Kaya Scodelario (from the MAZE RUNNER series) is simply smokin’ as Carole Ann Boone (how I love that “70’s Wench” look!). Boone in name, boon in nature, a longtime friend of Ted’s, she slides into being his lover while he’s in jail, while also being his media voice on the outside.

John Malkovich is trial judge Edward D. Cowart, who adds inadvertent levity to his role, making us ponder on whether he may be leaning toward Bundy’s acquittal – as Bundy was, in fact, an excellent courtroom speaker due to his law school background – until he must bow to the evidence presented against Bundy.
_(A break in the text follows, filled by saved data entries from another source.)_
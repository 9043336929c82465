use actix::{Actor, Addr};
use log::info;
use std::collections::HashMap;
use std::sync::{Arc, Mutex, MutexGuard, PoisonError};
use uuid::Uuid;

use crate::config::ServerConfig;
use crate::error::SessionError;
use crate::game::clock::TimeControl;
use crate::models::ParticipantId;
use crate::websocket::authority::MatchAuthority;

const CODE_LEN: usize = 6;

/// Live sessions by code
#[derive(Clone, Default)]
pub struct SessionDirectory {
    sessions: Arc<Mutex<HashMap<String, Addr<MatchAuthority>>>>,
}

impl SessionDirectory {
    pub fn new() -> Self {
        Self::default()
    }

    fn lock(&self) -> MutexGuard<'_, HashMap<String, Addr<MatchAuthority>>> {
        self.sessions.lock().unwrap_or_else(PoisonError::into_inner)
    }

    /// Starts a match authority for `host` under `requested`, or under a
    /// fresh code when none is given.
    pub fn open(
        &self,
        requested: Option<String>,
        host: ParticipantId,
        time_control: Option<TimeControl>,
        config: &ServerConfig,
    ) -> Result<(String, Addr<MatchAuthority>), SessionError> {
        let mut sessions = self.lock();
        let code = match requested {
            Some(code) => {
                let code = normalize(&code);
                if code.is_empty() {
                    return Err(SessionError::InvalidCode(code));
                }
                if sessions.contains_key(&code) {
                    return Err(SessionError::CodeInUse(code));
                }
                code
            }
            None => loop {
                let code = generate_code();
                if !sessions.contains_key(&code) {
                    break code;
                }
            },
        };

        let authority = MatchAuthority::new(code.clone(), host, time_control, config, self.clone()).start();
        sessions.insert(code.clone(), authority.clone());
        info!("Opened session {} ({} live)", code, sessions.len());
        Ok((code, authority))
    }

    pub fn resolve(&self, code: &str) -> Result<Addr<MatchAuthority>, SessionError> {
        let code = normalize(code);
        self.lock()
            .get(&code)
            .cloned()
            .ok_or(SessionError::NotFound(code))
    }

    /// Releases `code`; called by the authority when it stops
    pub fn remove(&self, code: &str) {
        let mut sessions = self.lock();
        if sessions.remove(code).is_some() {
            info!("Released session {} ({} live)", code, sessions.len());
        }
    }

    pub fn len(&self) -> usize {
        self.lock().len()
    }

    pub fn is_empty(&self) -> bool {
        self.len() == 0
    }
}

/// Codes are case-insensitive on input
pub fn normalize(code: &str) -> String {
    code.trim().to_uppercase()
}

fn generate_code() -> String {
    Uuid::new_v4().simple().to_string()[..CODE_LEN].to_uppercase()
}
It is he who says to Bundy, “…it is this court’s reasoned judgment you be adjudicated guilty of murder in the first degree; that the killings were indeed atrocious and cruel, in that they were extremely wicked, shockingly evil, vile, and with utter indifference to human life…” sentencing Bundy to the electric chair, adding, “…You’re a bright young man. You’d have made a good lawyer. I would have loved to have had you practice in front of me…”
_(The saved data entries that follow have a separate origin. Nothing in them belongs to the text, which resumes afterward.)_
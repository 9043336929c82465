pub mod app_state;
pub mod game_state;
pub mod messages;

pub use app_state::AppState;
pub use game_state::*;
pub use messages::*;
Jim Parsons (THE BIG BANG THEORY) is miscast as a prosecutor. Sorry, dude, all I see is Sheldon Cooper…

And Lily Collins – I kept musing on where I’d seen that unibrow before – of course – she was Snow White in MIRROR MIRROR.

As a puzzle-piece of evidence for a broader investigation, this movie (and Kendall’s book) might shed some light on how successful Bundy was in living a double-life, but the fact that it does not outline the very real atrocities of the disturbed person makes it worthless, because it comes across as apologist and skewed. There isn’t even a title card at the end to tell of Bundy’s fate (execution by electrocution in January 1989). There should exist information about murderers like Bundy (so that society is aware of this deviancy in its midst, and how the deviancy is eradicated), but there should be NO TRIBUTES at all. And without any underlying info on why this man is important enough to make a movie about, EXTREMELY WICKED just comes across as a tribute (especially with Zac Efron’s ripped shirtless scenes). Matter of fact, even writing about this deviant is giving him publicity, so I’m gonna stop—

END

EXTREMELY WICKED, SHOCKINGLY EVIL AND VILE (May 2019) | R
Director: Joe Berlinger.
Writers: Elizabeth Kendall, Michael Werwie.
Starring: Lily Collins, Zac Efron, Angela Sarafyan, James Hetfield, Grace Victoria Cox, Dylan Baker, Kaya Scodelario, Haley Joel Osment, Terry Kinney, Brian Geraghty, Jim Parsons, John Malkovich.